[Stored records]
━━━

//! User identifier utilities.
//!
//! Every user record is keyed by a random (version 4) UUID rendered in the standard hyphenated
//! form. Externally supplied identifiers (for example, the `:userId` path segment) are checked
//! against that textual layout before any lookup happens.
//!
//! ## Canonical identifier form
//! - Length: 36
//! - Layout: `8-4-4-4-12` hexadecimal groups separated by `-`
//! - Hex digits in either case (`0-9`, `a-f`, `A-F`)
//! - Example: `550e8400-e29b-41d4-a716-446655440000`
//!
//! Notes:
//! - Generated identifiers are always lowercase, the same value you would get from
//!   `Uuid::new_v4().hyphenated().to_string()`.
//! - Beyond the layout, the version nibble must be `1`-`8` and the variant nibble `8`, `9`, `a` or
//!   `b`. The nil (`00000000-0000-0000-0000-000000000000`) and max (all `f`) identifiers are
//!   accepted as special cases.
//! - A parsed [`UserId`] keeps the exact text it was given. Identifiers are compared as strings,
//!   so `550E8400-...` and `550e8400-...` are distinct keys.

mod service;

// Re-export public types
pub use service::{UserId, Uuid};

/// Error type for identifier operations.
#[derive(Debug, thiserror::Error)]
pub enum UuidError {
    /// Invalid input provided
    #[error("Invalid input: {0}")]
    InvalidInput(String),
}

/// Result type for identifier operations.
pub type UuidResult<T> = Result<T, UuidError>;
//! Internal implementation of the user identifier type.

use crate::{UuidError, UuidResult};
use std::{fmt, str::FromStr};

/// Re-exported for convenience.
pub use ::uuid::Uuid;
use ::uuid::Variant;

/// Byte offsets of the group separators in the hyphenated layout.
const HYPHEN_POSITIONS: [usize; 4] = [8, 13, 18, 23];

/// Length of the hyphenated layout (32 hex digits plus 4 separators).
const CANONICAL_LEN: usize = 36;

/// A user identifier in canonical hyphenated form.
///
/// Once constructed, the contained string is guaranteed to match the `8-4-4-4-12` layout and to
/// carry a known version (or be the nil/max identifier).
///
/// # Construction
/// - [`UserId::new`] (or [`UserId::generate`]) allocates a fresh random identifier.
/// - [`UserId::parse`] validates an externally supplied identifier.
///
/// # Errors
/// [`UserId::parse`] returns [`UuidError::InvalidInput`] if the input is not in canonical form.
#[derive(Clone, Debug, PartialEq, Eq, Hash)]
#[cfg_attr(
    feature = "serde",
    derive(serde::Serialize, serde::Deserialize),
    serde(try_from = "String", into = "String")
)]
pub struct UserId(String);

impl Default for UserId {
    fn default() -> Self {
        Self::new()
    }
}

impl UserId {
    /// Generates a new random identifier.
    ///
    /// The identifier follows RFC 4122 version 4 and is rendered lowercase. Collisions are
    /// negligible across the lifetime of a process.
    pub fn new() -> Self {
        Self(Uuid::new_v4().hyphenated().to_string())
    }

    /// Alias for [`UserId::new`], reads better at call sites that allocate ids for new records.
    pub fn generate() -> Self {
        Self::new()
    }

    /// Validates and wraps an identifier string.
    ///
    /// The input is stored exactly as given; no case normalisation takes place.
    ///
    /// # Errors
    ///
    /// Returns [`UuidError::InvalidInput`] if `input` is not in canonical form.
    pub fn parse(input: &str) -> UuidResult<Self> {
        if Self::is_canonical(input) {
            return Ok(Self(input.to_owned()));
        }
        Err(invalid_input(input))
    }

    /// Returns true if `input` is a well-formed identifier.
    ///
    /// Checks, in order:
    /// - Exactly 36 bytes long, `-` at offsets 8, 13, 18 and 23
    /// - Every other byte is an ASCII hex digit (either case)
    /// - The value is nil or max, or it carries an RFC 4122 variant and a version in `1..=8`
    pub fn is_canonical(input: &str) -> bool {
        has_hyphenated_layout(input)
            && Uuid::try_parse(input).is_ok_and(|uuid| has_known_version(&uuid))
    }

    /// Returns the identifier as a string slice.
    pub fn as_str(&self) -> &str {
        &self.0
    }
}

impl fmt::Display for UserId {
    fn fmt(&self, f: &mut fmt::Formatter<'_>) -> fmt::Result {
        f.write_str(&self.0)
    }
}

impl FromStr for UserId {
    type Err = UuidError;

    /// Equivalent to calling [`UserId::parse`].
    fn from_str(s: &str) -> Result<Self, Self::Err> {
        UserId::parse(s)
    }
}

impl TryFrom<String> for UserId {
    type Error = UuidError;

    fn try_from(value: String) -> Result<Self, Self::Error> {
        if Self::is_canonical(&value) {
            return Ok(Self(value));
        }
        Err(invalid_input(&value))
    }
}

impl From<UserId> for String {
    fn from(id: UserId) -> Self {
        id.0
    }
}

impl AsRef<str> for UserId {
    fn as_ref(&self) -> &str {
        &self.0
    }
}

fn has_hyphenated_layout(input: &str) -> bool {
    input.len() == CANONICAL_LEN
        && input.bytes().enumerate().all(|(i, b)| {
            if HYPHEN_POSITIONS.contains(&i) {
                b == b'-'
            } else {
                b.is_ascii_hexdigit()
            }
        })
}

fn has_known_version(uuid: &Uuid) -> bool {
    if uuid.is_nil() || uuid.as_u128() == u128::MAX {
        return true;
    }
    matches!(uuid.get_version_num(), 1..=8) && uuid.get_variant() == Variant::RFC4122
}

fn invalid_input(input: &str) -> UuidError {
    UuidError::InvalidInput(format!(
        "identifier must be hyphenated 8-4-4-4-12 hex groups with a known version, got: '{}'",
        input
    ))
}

━━━

• PROBLEM TO SOLVE:
Transcribe only, please, the lines from the first line of the records through the line with "segment) are checked". Both of those lines are included.

• ANSWER TO THIS EXERCISE:
//! User identifier utilities.
//!
//! Every user record is keyed by a random (version 4) UUID rendered in the standard hyphenated
//! form. Externally supplied identifiers (for example, the `:userId` path segment) are checked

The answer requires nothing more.